When they got to the hospital Sarah wasn't showing any signs of the distinctive purple rash that comes with meningococcal and the only way to confirm what was wrong with her was to take a sample of her spinal fluid by doing a lumbar puncture.

"I began to deteriorate and after the lumbar puncture, I looked at my legs and I saw a purple rash. I knew I was in trouble," she said.

"Within minutes I was in the resuscitation room as my body was shutting down very fast."

A purple blotchy rash is a sign of the deadly disease. Picture: Sarah Joyce/Supplied
A purple blotchy rash is a sign of the deadly disease. Picture: Sarah Joyce/Supplied

The doctor informed Sarah's family that it was unlikely she would survive the next 48 hours.

"My dad, mum and sister all hugged and kissed me before I went into a coma. They were saying goodbye," Sarah said.

"That is something I will never forget and neither will they."

The only chance of keeping Sarah alive was to place her on life support and a few days after the initial diagnosis they discovered that she had the W strain of meningococcal septicaemia.

This is one of the most deadly strains of the disease as it poisons the blood and can lead to death within hours.

The disease was quickly shutting down Sarah's organs so doctors needed to work even faster to fight it.

Before every new procedure Sarah's family were told to say their goodbyes all over again because it was never certain that she would make it out alive.

Sarah’s nose, fingers and toes turned black. Picture: Sarah Joyce/Supplied
Sarah’s nose, fingers and toes turned black. Picture: Sarah Joyce/Supplied

After eight days on life support Sarah woke up unable to move her body.

"My hands and feet were contracted and black. My nose was black and my eye lids were swollen and had blood blisters," she said.

"I was on dialysis 24/7 as my kidneys shut down. I could not walk, I could not feed myself, I literally couldn't do anything."

The disease had ravaged her system.

Weighing just 43 kilograms Sarah had to learn to walk again, a task she described as "excruciatingly" painful.

Sarah is 32 now and in those two years she has had 23 operations, lost four major organs and has been back on life support four times.

"The treatments I have undergone include the removal of my spleen and gall bladder as they were badly damaged by the infection and amputations of three fingers and 6 toes."

She went from being a healthy 30-year-old woman. Picture: Sarah Joyce/Supplied
She went from being a healthy 30-year-old woman. Picture: Sarah Joyce/Supplied

 

To losing 20 kilograms and being unable to walk. Picture: Sarah Joyce/Supplied
To losing 20 kilograms and being unable to walk. Picture: Sarah Joyce/Supplied

She still suffers from chronic pain, damage to her pancreas and liver and now has an ileostomy due to 80 per cent of her large bowel being removed.

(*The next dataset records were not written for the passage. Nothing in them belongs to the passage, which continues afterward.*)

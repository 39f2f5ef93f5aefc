use core::fmt;

use crate::error::EncodingError;

/// Value types of the language. The ordinal is the child count written
/// into the tree, so the discriminants must not change.
#[derive(Debug, Clone, Copy, PartialEq, Eq, Hash)]
pub enum ValueType {
    Int = 0,
    Float = 1,
    String = 2,
    Char = 3,
}

impl fmt::Display for ValueType {
    fn fmt(&self, f: &mut fmt::Formatter) -> fmt::Result {
        match self {
            ValueType::Int => write!(f, "int"),
            ValueType::Float => write!(f, "float"),
            ValueType::String => write!(f, "string"),
            ValueType::Char => write!(f, "char"),
        }
    }
}

#[derive(Debug, Clone, Copy, PartialEq, Eq, Hash)]
pub enum BinaryOp {
    Add,
    Subtract,
    Multiply,
    Divide,
    EqualTo,
    LessThan,
    GreaterThan,
}

impl BinaryOp {
    pub fn is_comparison(&self) -> bool {
        matches!(
            self,
            BinaryOp::EqualTo | BinaryOp::LessThan | BinaryOp::GreaterThan
        )
    }

    pub fn precedence(&self) -> (u8, u8) {
        match self {
            BinaryOp::EqualTo => (1, 2),
            BinaryOp::LessThan | BinaryOp::GreaterThan => (3, 4),
            BinaryOp::Add | BinaryOp::Subtract => (5, 6),
            BinaryOp::Multiply | BinaryOp::Divide => (7, 8),
        }
    }
}

impl fmt::Display for BinaryOp {
    fn fmt(&self, f: &mut fmt::Formatter) -> fmt::Result {
        match self {
            BinaryOp::Add => write!(f, "+"),
            BinaryOp::Subtract => write!(f, "-"),
            BinaryOp::Multiply => write!(f, "*"),
            BinaryOp::Divide => write!(f, "/"),
            BinaryOp::EqualTo => write!(f, "=="),
            BinaryOp::LessThan => write!(f, "<"),
            BinaryOp::GreaterThan => write!(f, ">"),
        }
    }
}

/// A literal payload. Integers are kept as their 32-bit two's-complement
/// pattern.
#[derive(Debug, Clone, PartialEq)]
pub enum Literal {
    Int(u32),
    Float(f32),
    String(String),
    Char(char),
}

impl Literal {
    pub const INT_MIN: i64 = -2_147_483_647;
    pub const INT_MAX: i64 = 0xffff_ffff;

    /// Negative values are folded into their two's-complement pattern, so
    /// `-2147483648` is never accepted.
    pub fn int(value: i64) -> Result<Self, EncodingError> {
        if !(Self::INT_MIN..=Self::INT_MAX).contains(&value) {
            return Err(EncodingError::IntOutOfRange(value));
        }
        let bits = if value < 0 {
            ((-value) as u32 ^ 0xffff_ffff).wrapping_add(1)
        } else {
            value as u32
        };
        Ok(Literal::Int(bits))
    }

    pub fn float(value: f32) -> Self {
        Literal::Float(value)
    }

    pub fn string(value: impl Into<String>) -> Self {
        Literal::String(value.into())
    }

    pub fn string_from_utf8(bytes: Vec<u8>) -> Result<Self, EncodingError> {
        String::from_utf8(bytes)
            .map(Literal::String)
            .map_err(|_| EncodingError::InvalidUtf8)
    }

    pub fn char(value: char) -> Self {
        Literal::Char(value)
    }

    pub fn char_from_str(value: &str) -> Result<Self, EncodingError> {
        let mut chars = value.chars();
        match (chars.next(), chars.next()) {
            (Some(ch), None) => Ok(Literal::Char(ch)),
            _ => Err(EncodingError::CharLength(value.chars().count())),
        }
    }

    pub fn value_type(&self) -> ValueType {
        match self {
            Literal::Int(_) => ValueType::Int,
            Literal::Float(_) => ValueType::Float,
            Literal::String(_) => ValueType::String,
            Literal::Char(_) => ValueType::Char,
        }
    }
}

impl fmt::Display for Literal {
    fn fmt(&self, f: &mut fmt::Formatter) -> fmt::Result {
        match self {
            // -2147483648 is outside the literal range, its pattern reads back unsigned
            Literal::Int(bits) if *bits as i32 == i32::MIN => write!(f, "{bits}"),
            Literal::Int(bits) => write!(f, "{}", *bits as i32),
            Literal::Float(val) if val.fract() == 0.0 && val.is_finite() => write!(f, "{val:.1}"),
            Literal::Float(val) => write!(f, "{val}"),
            Literal::String(val) => write!(f, "\"{}\"", escape(val, '"')),
            Literal::Char(val) => write!(f, "'{}'", escape(&val.to_string(), '\'')),
        }
    }
}

fn escape(value: &str, quote: char) -> String {
    let mut out = String::with_capacity(value.len());
    for ch in value.chars() {
        match ch {
            '\n' => out.push_str("\\n"),
            '\r' => out.push_str("\\r"),
            '\t' => out.push_str("\\t"),
            '\\' => out.push_str("\\\\"),
            '\0' => out.push_str("\\0"),
            c if c == quote => {
                out.push('\\');
                out.push(c);
            }
            c => out.push(c),
        }
    }
    out
}

#[derive(Debug, Clone, PartialEq)]
pub enum Expression {
    Variable(String),
    Binary {
        op: BinaryOp,
        lhs: Box<Expression>,
        rhs: Box<Expression>,
    },
    Literal(Literal),
}

impl Expression {
    pub fn variable(name: impl Into<String>) -> Self {
        Expression::Variable(name.into())
    }

    pub fn binary(op: BinaryOp, lhs: Expression, rhs: Expression) -> Self {
        Expression::Binary {
            op,
            lhs: Box::new(lhs),
            rhs: Box::new(rhs),
        }
    }

    pub fn add(lhs: Expression, rhs: Expression) -> Self {
        Self::binary(BinaryOp::Add, lhs, rhs)
    }

    pub fn subtract(lhs: Expression, rhs: Expression) -> Self {
        Self::binary(BinaryOp::Subtract, lhs, rhs)
    }

    pub fn multiply(lhs: Expression, rhs: Expression) -> Self {
        Self::binary(BinaryOp::Multiply, lhs, rhs)
    }

    pub fn divide(lhs: Expression, rhs: Expression) -> Self {
        Self::binary(BinaryOp::Divide, lhs, rhs)
    }

    pub fn equal_to(lhs: Expression, rhs: Expression) -> Self {
        Self::binary(BinaryOp::EqualTo, lhs, rhs)
    }

    pub fn less_than(lhs: Expression, rhs: Expression) -> Self {
        Self::binary(BinaryOp::LessThan, lhs, rhs)
    }

    pub fn greater_than(lhs: Expression, rhs: Expression) -> Self {
        Self::binary(BinaryOp::GreaterThan, lhs, rhs)
    }

    pub fn int(value: i64) -> Result<Self, EncodingError> {
        Literal::int(value).map(Expression::Literal)
    }

    pub fn float(value: f32) -> Self {
        Expression::Literal(Literal::float(value))
    }

    pub fn string(value: impl Into<String>) -> Self {
        Expression::Literal(Literal::string(value))
    }

    pub fn char(value: char) -> Self {
        Expression::Literal(Literal::char(value))
    }

    fn fmt_prec(&self, f: &mut fmt::Formatter, min_bp: u8) -> fmt::Result {
        match self {
            Expression::Variable(name) => write!(f, "{name}"),
            Expression::Literal(lit) => write!(f, "{lit}"),
            Expression::Binary { op, lhs, rhs } => {
                let (l_bp, r_bp) = op.precedence();
                let parens = l_bp < min_bp;
                if parens {
                    write!(f, "(")?;
                }
                lhs.fmt_prec(f, l_bp)?;
                write!(f, " {op} ")?;
                rhs.fmt_prec(f, r_bp)?;
                if parens {
                    write!(f, ")")?;
                }
                Ok(())
            }
        }
    }
}

impl fmt::Display for Expression {
    fn fmt(&self, f: &mut fmt::Formatter) -> fmt::Result {
        self.fmt_prec(f, 0)
    }
}

#[derive(Debug, Clone, PartialEq)]
pub enum Command {
    If {
        cond: Expression,
        body: Vec<Command>,
    },
    While {
        cond: Expression,
        body: Vec<Command>,
    },
    Declare {
        ty: ValueType,
        name: String,
    },
    Let {
        name: String,
        value: Expression,
    },
    Print(Expression),
    Input(String),
}

impl Command {
    pub fn declare(ty: ValueType, name: impl Into<String>) -> Self {
        Command::Declare {
            ty,
            name: name.into(),
        }
    }

    pub fn assign(name: impl Into<String>, value: Expression) -> Self {
        Command::Let {
            name: name.into(),
            value,
        }
    }

    fn fmt_indented(&self, f: &mut fmt::Formatter, level: usize) -> fmt::Result {
        let indent = "    ".repeat(level);
        match self {
            Command::If { cond, body } | Command::While { cond, body } => {
                let keyword = if matches!(self, Command::If { .. }) {
                    "if"
                } else {
                    "while"
                };
                writeln!(f, "{indent}{keyword} {cond}:")?;
                for command in body {
                    command.fmt_indented(f, level + 1)?;
                }
                Ok(())
            }
            Command::Declare { ty, name } => writeln!(f, "{indent}{ty} {name}"),
            Command::Let { name, value } => writeln!(f, "{indent}{name} = {value}"),
            Command::Print(expr) => writeln!(f, "{indent}print({expr})"),
            Command::Input(name) => writeln!(f, "{indent}input({name})"),
        }
    }
}

impl fmt::Display for Command {
    fn fmt(&self, f: &mut fmt::Formatter) -> fmt::Result {
        self.fmt_indented(f, 0)
    }
}

/// Renders a command list back to source text.
pub struct Program<'a>(pub &'a [Command]);

impl fmt::Display for Program<'_> {
    fn fmt(&self, f: &mut fmt::Formatter) -> fmt::Result {
        for command in self.0 {
            command.fmt_indented(f, 0)?;
        }
        Ok(())
    }
}

#[cfg(test)]
mod tests {
    use super::*;

    #[test]
    fn negative_int_folds_into_twos_complement() {
        assert_eq!(Literal::int(-1), Ok(Literal::Int(0xffff_ffff)));
        assert_eq!(Literal::int(-2_147_483_647), Ok(Literal::Int(0x8000_0001)));
        assert_eq!(Literal::int(0xffff_ffff), Ok(Literal::Int(0xffff_ffff)));
    }

    #[test]
    fn int_range_is_asymmetric() {
        assert_eq!(
            Literal::int(-2_147_483_648),
            Err(EncodingError::IntOutOfRange(-2_147_483_648))
        );
        assert!(Literal::int(0x1_0000_0000).is_err());
    }

    #[test]
    fn char_literal_requires_one_scalar() {
        assert_eq!(Literal::char_from_str("x"), Ok(Literal::Char('x')));
        assert_eq!(
            Literal::char_from_str("xy"),
            Err(EncodingError::CharLength(2))
        );
        assert_eq!(Literal::char_from_str(""), Err(EncodingError::CharLength(0)));
    }

    #[test]
    fn malformed_utf8_is_rejected() {
        assert_eq!(
            Literal::string_from_utf8(vec![0xff, 0xfe]),
            Err(EncodingError::InvalidUtf8)
        );
    }

    #[test]
    fn int_display_stays_in_literal_range() {
        assert_eq!(Literal::int(-5).unwrap().to_string(), "-5");
        assert_eq!(Literal::int(4_294_967_295).unwrap().to_string(), "-1");
        assert_eq!(Literal::int(2_147_483_648).unwrap().to_string(), "2147483648");
    }

    #[test]
    fn display_keeps_needed_parentheses() {
        let expr = Expression::multiply(
            Expression::add(Expression::variable("a"), Expression::variable("b")),
            Expression::variable("c"),
        );
        assert_eq!(expr.to_string(), "(a + b) * c");

        let expr = Expression::subtract(
            Expression::variable("a"),
            Expression::subtract(Expression::variable("b"), Expression::variable("c")),
        );
        assert_eq!(expr.to_string(), "a - (b - c)");
    }
}
use crate::{
    ast::{Command, Expression},
    codec::{self, CommandNode, ExprNode},
    ctr::{Ctr, NodeId},
    error::Result,
};

/// Reads the command list under `root` back into syntax trees.
pub fn decode_program(ctr: &Ctr, root: NodeId) -> Result<Vec<Command>> {
    ctr.children_of(root)
        .iter()
        .map(|&command| decode_command(ctr, command))
        .collect()
}

pub fn decode_command(ctr: &Ctr, node: NodeId) -> Result<Command> {
    Ok(match codec::read_command(ctr, node)? {
        CommandNode::If { cond, body } => Command::If {
            cond: decode_expression(ctr, cond)?,
            body: decode_program(ctr, body)?,
        },
        CommandNode::While { cond, body } => Command::While {
            cond: decode_expression(ctr, cond)?,
            body: decode_program(ctr, body)?,
        },
        CommandNode::Declare { ty, name } => Command::Declare {
            ty,
            name: codec::decode_string(ctr, name)?,
        },
        CommandNode::Let { name, value } => Command::Let {
            name: codec::decode_string(ctr, name)?,
            value: decode_expression(ctr, value)?,
        },
        CommandNode::Print { expr } => Command::Print(decode_expression(ctr, expr)?),
        CommandNode::Input { name } => Command::Input(codec::decode_string(ctr, name)?),
    })
}

pub fn decode_expression(ctr: &Ctr, node: NodeId) -> Result<Expression> {
    Ok(match codec::read_expression(ctr, node)? {
        ExprNode::Variable { name } => Expression::Variable(codec::decode_string(ctr, name)?),
        ExprNode::Binary { op, lhs, rhs } => Expression::binary(
            op,
            decode_expression(ctr, lhs)?,
            decode_expression(ctr, rhs)?,
        ),
        ExprNode::Literal { ty, value } => {
            Expression::Literal(codec::read_literal(ctr, ty, value)?)
        }
    })
}

#[cfg(test)]
mod tests {
    use super::*;
    use crate::{
        ast::{Literal, ValueType},
        encoder::encode,
        error::Error,
    };

    #[test]
    fn every_construct_survives_encoding() {
        let program = vec![
            Command::declare(ValueType::Int, "count"),
            Command::declare(ValueType::String, "ünï"),
            Command::Input("count".into()),
            Command::While {
                cond: Expression::less_than(
                    Expression::variable("count"),
                    Expression::int(4_294_967_295).unwrap(),
                ),
                body: vec![
                    Command::If {
                        cond: Expression::equal_to(
                            Expression::float(-0.25),
                            Expression::char('z'),
                        ),
                        body: vec![Command::Print(Expression::string("a\nb"))],
                    },
                    Command::assign(
                        "count",
                        Expression::divide(
                            Expression::multiply(
                                Expression::variable("count"),
                                Expression::int(-2_147_483_647).unwrap(),
                            ),
                            Expression::subtract(
                                Expression::int(3).unwrap(),
                                Expression::greater_than(
                                    Expression::int(0).unwrap(),
                                    Expression::int(1).unwrap(),
                                ),
                            ),
                        ),
                    ),
                ],
            },
        ];

        let (ctr, root) = encode(&program);
        assert_eq!(decode_program(&ctr, root).unwrap(), program);
    }

    #[test]
    fn char_is_truncated_to_a_byte() {
        let program = vec![Command::Print(Expression::char('\u{263a}'))];
        let (ctr, root) = encode(&program);
        assert_eq!(
            decode_program(&ctr, root).unwrap(),
            vec![Command::Print(Expression::Literal(Literal::Char('\u{3a}')))]
        );
    }

    #[test]
    fn corrupted_tag_is_malformed() {
        let (mut ctr, root) = encode(&[Command::Input("x".into())]);
        let command = ctr.children_of(root)[0];
        let tag = ctr.children_of(command)[0];
        // 6 children is past the last command tag
        ctr.push_child(tag);
        assert!(matches!(
            decode_program(&ctr, root),
            Err(Error::MalformedCtr(_))
        ));
    }

    #[test]
    fn wrong_arity_is_malformed() {
        let (mut ctr, root) = encode(&[Command::Print(Expression::int(1).unwrap())]);
        let command = ctr.children_of(root)[0];
        ctr.push_child(command);
        assert!(matches!(
            decode_program(&ctr, root),
            Err(Error::MalformedCtr(_))
        ));
    }
}
//! Directory realization of a tree: every node is a directory and child
//! `i` is the subdirectory named [`folder_name`]`(i)`.

use std::{
    fs,
    path::{Path, PathBuf},
};

use log::{debug, info};

use crate::{
    ctr::{Ctr, NodeId},
    error::{Error, Result},
};

const ALPHABET: &[u8; 26] = b"abcdefghijklmnopqrstuvwxyz";

/// Name of the `index`-th child: `a`..`z`, then one leading `z` per
/// further 26 children (`za`, `zb`, ..., `zza`). Lexicographic order of the
/// names is index order.
pub fn folder_name(index: usize) -> String {
    let base = ALPHABET.len();
    let prefix = index / base;
    let mut name = "z".repeat(prefix);
    name.push(char::from(ALPHABET[index % base]));
    name
}

/// Inverse of [`folder_name`].
pub fn folder_index(name: &str) -> Option<usize> {
    let (&last, prefix) = name.as_bytes().split_last()?;
    if !prefix.iter().all(|&b| b == b'z') {
        return None;
    }
    let last = ALPHABET.iter().position(|&b| b == last)?;
    Some(prefix.len() * ALPHABET.len() + last)
}

/// Writes the tree under `root` to `dir`, replacing whatever is there.
pub fn write(ctr: &Ctr, root: NodeId, dir: &Path) -> Result<()> {
    if dir.exists() {
        debug!("removing previous tree at {}", dir.display());
        fs::remove_dir_all(dir)?;
    }
    fs::create_dir_all(dir)?;

    let mut stack = vec![(root, dir.to_path_buf())];
    while let Some((node, path)) = stack.pop() {
        for (i, &child) in ctr.children_of(node).iter().enumerate() {
            let child_path = path.join(folder_name(i));
            fs::create_dir(&child_path)?;
            stack.push((child, child_path));
        }
    }

    info!(
        "wrote {} folders to {}",
        ctr.descendants(root),
        dir.display()
    );
    Ok(())
}

/// Loads the tree stored at `dir`.
pub fn read(dir: &Path) -> Result<(Ctr, NodeId)> {
    let mut ctr = Ctr::new();
    let root = ctr.new_node();

    let mut stack = vec![(root, dir.to_path_buf())];
    while let Some((node, path)) = stack.pop() {
        for child_path in read_children(&path)? {
            let child = ctr.push_child(node);
            stack.push((child, child_path));
        }
    }

    debug!("read {} nodes from {}", ctr.len(), dir.display());
    Ok((ctr, root))
}

/// Counts the directories below `dir`.
pub fn count_folders(dir: &Path) -> Result<usize> {
    let mut count = 0;
    let mut stack = vec![dir.to_path_buf()];
    while let Some(path) = stack.pop() {
        let children = read_children(&path)?;
        count += children.len();
        stack.extend(children);
    }
    Ok(count)
}

fn read_children(path: &Path) -> Result<Vec<PathBuf>> {
    let mut children = Vec::new();
    for entry in fs::read_dir(path)? {
        let entry = entry?;
        let name = entry.file_name();
        let index = name
            .to_str()
            .and_then(folder_index)
            .ok_or_else(|| malformed(path, format!("unexpected entry {name:?}")))?;
        if !entry.file_type()?.is_dir() {
            return Err(malformed(path, format!("{name:?} is not a directory")));
        }
        children.push((index, entry.path()));
    }

    children.sort_by_key(|(index, _)| *index);
    for (expected, (index, _)) in children.iter().enumerate() {
        if *index != expected {
            return Err(malformed(
                path,
                format!("missing child '{}'", folder_name(expected)),
            ));
        }
    }

    Ok(children.into_iter().map(|(_, path)| path).collect())
}

fn malformed(path: &Path, message: String) -> Error {
    Error::MalformedStore(path.to_path_buf(), message)
}

#[cfg(test)]
mod tests {
    use super::*;

    #[test]
    fn folder_names() {
        assert_eq!(folder_name(0), "a");
        assert_eq!(folder_name(25), "z");
        assert_eq!(folder_name(26), "za");
        assert_eq!(folder_name(51), "zz");
        assert_eq!(folder_name(52), "zza");
    }

    #[test]
    fn folder_names_sort_in_index_order() {
        let names: Vec<String> = (0..100).map(folder_name).collect();
        let mut sorted = names.clone();
        sorted.sort();
        assert_eq!(names, sorted);
    }

    #[test]
    fn folder_index_inverts_folder_name() {
        for i in 0..200 {
            assert_eq!(folder_index(&folder_name(i)), Some(i));
        }
        assert_eq!(folder_index(""), None);
        assert_eq!(folder_index("ab"), None);
        assert_eq!(folder_index("A"), None);
    }
}
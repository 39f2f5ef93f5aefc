use log::debug;

use crate::{
    ast::{Command, Expression, Literal},
    codec::{self, CommandTag, ExprTag},
    ctr::{Ctr, NodeId},
};

/// Lowers a program into a fresh tree and returns it with its root, whose
/// children are the top-level commands.
pub fn encode(program: &[Command]) -> (Ctr, NodeId) {
    let mut ctr = Ctr::new();
    let root = ctr.new_node();
    encode_commands(&mut ctr, root, program);
    debug!(
        "encoded {} commands into {} nodes",
        program.len(),
        ctr.len()
    );
    (ctr, root)
}

pub fn encode_commands(ctr: &mut Ctr, dest: NodeId, commands: &[Command]) {
    for command in commands {
        encode_command(ctr, dest, command);
    }
}

/// Appends one command node to `dest`:
/// `[tag, payload, second payload]`.
pub fn encode_command(ctr: &mut Ctr, dest: NodeId, command: &Command) {
    let node = ctr.push_child(dest);
    let tag = ctr.push_child(node);
    let first = ctr.push_child(node);

    match command {
        Command::If { cond, body } | Command::While { cond, body } => {
            let kind = if matches!(command, Command::If { .. }) {
                CommandTag::If
            } else {
                CommandTag::While
            };
            codec::encode_count(ctr, tag, kind as usize);
            let second = ctr.push_child(node);
            encode_expression(ctr, first, cond);
            encode_commands(ctr, second, body);
        }

        Command::Declare { ty, name } => {
            codec::encode_count(ctr, tag, CommandTag::Declare as usize);
            let second = ctr.push_child(node);
            codec::encode_count(ctr, first, *ty as usize);
            codec::encode_string(ctr, second, name);
        }

        Command::Let { name, value } => {
            codec::encode_count(ctr, tag, CommandTag::Let as usize);
            let second = ctr.push_child(node);
            codec::encode_string(ctr, first, name);
            encode_expression(ctr, second, value);
        }

        Command::Print(expr) => {
            codec::encode_count(ctr, tag, CommandTag::Print as usize);
            encode_expression(ctr, first, expr);
        }

        Command::Input(name) => {
            codec::encode_count(ctr, tag, CommandTag::Input as usize);
            codec::encode_string(ctr, first, name);
        }
    }
}

/// Fills `node` with `[tag, payload, second payload]`.
pub fn encode_expression(ctr: &mut Ctr, node: NodeId, expr: &Expression) {
    let tag = ctr.push_child(node);
    let first = ctr.push_child(node);

    match expr {
        Expression::Variable(name) => {
            codec::encode_count(ctr, tag, ExprTag::Variable as usize);
            codec::encode_string(ctr, first, name);
        }

        Expression::Binary { op, lhs, rhs } => {
            codec::encode_count(ctr, tag, ExprTag::from(*op) as usize);
            let second = ctr.push_child(node);
            encode_expression(ctr, first, lhs);
            encode_expression(ctr, second, rhs);
        }

        Expression::Literal(literal) => {
            codec::encode_count(ctr, tag, ExprTag::Literal as usize);
            codec::encode_count(ctr, first, literal.value_type() as usize);
            let value = ctr.push_child(node);
            encode_literal(ctr, value, literal);
        }
    }
}

fn encode_literal(ctr: &mut Ctr, dest: NodeId, literal: &Literal) {
    match literal {
        Literal::Int(bits) => codec::encode_int(ctr, dest, *bits),
        Literal::Float(value) => codec::encode_float(ctr, dest, *value),
        Literal::String(value) => codec::encode_string(ctr, dest, value),
        Literal::Char(value) => codec::encode_char(ctr, dest, *value),
    }
}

She also has to have multiple tubes inserted into the chest and stomach for dialysis twice a week as the disease ruined her kidneys.

"There have been many times that I wanted to quit. I struggled to see how my life could ever be good. But, I am here. Other's have not been as lucky as I have," Sarah said.

Sarah is now sharing her story to raise awareness that anyone of any age can get meningococcal and that vaccination is imperative to stopping more people suffering.

Sarah now undergoes dialysis twice a week. Picture: Sarah Joyce/Supplied
Sarah now undergoes dialysis twice a week. Picture: Sarah Joyce/Supplied

"Many people ask me how I got meningococcal. The answer is simple. I was not vaccinated. Why? Because I didn't know I needed to be or that I could be," she said.

"I was 30 years old. The meningococcal vaccines were not around when I was a child. And I hadn't heard much about it. Until I was struck down."

She runs the Sarah's Recovery Facebook page where she shares the most up to date information about the disease, while also giving regular talks about her experience.

There are five main strains of Meningococcal and there are vaccines available for all of them.

Different states offer free vaccination programs for certain strains and age groups.

"The best way to prevent meningococcal disease, is to be fully immunised against all of the five strains," she said.

"It can happen to anyone, any age at any time. It happened to me. Don't let it happen to you."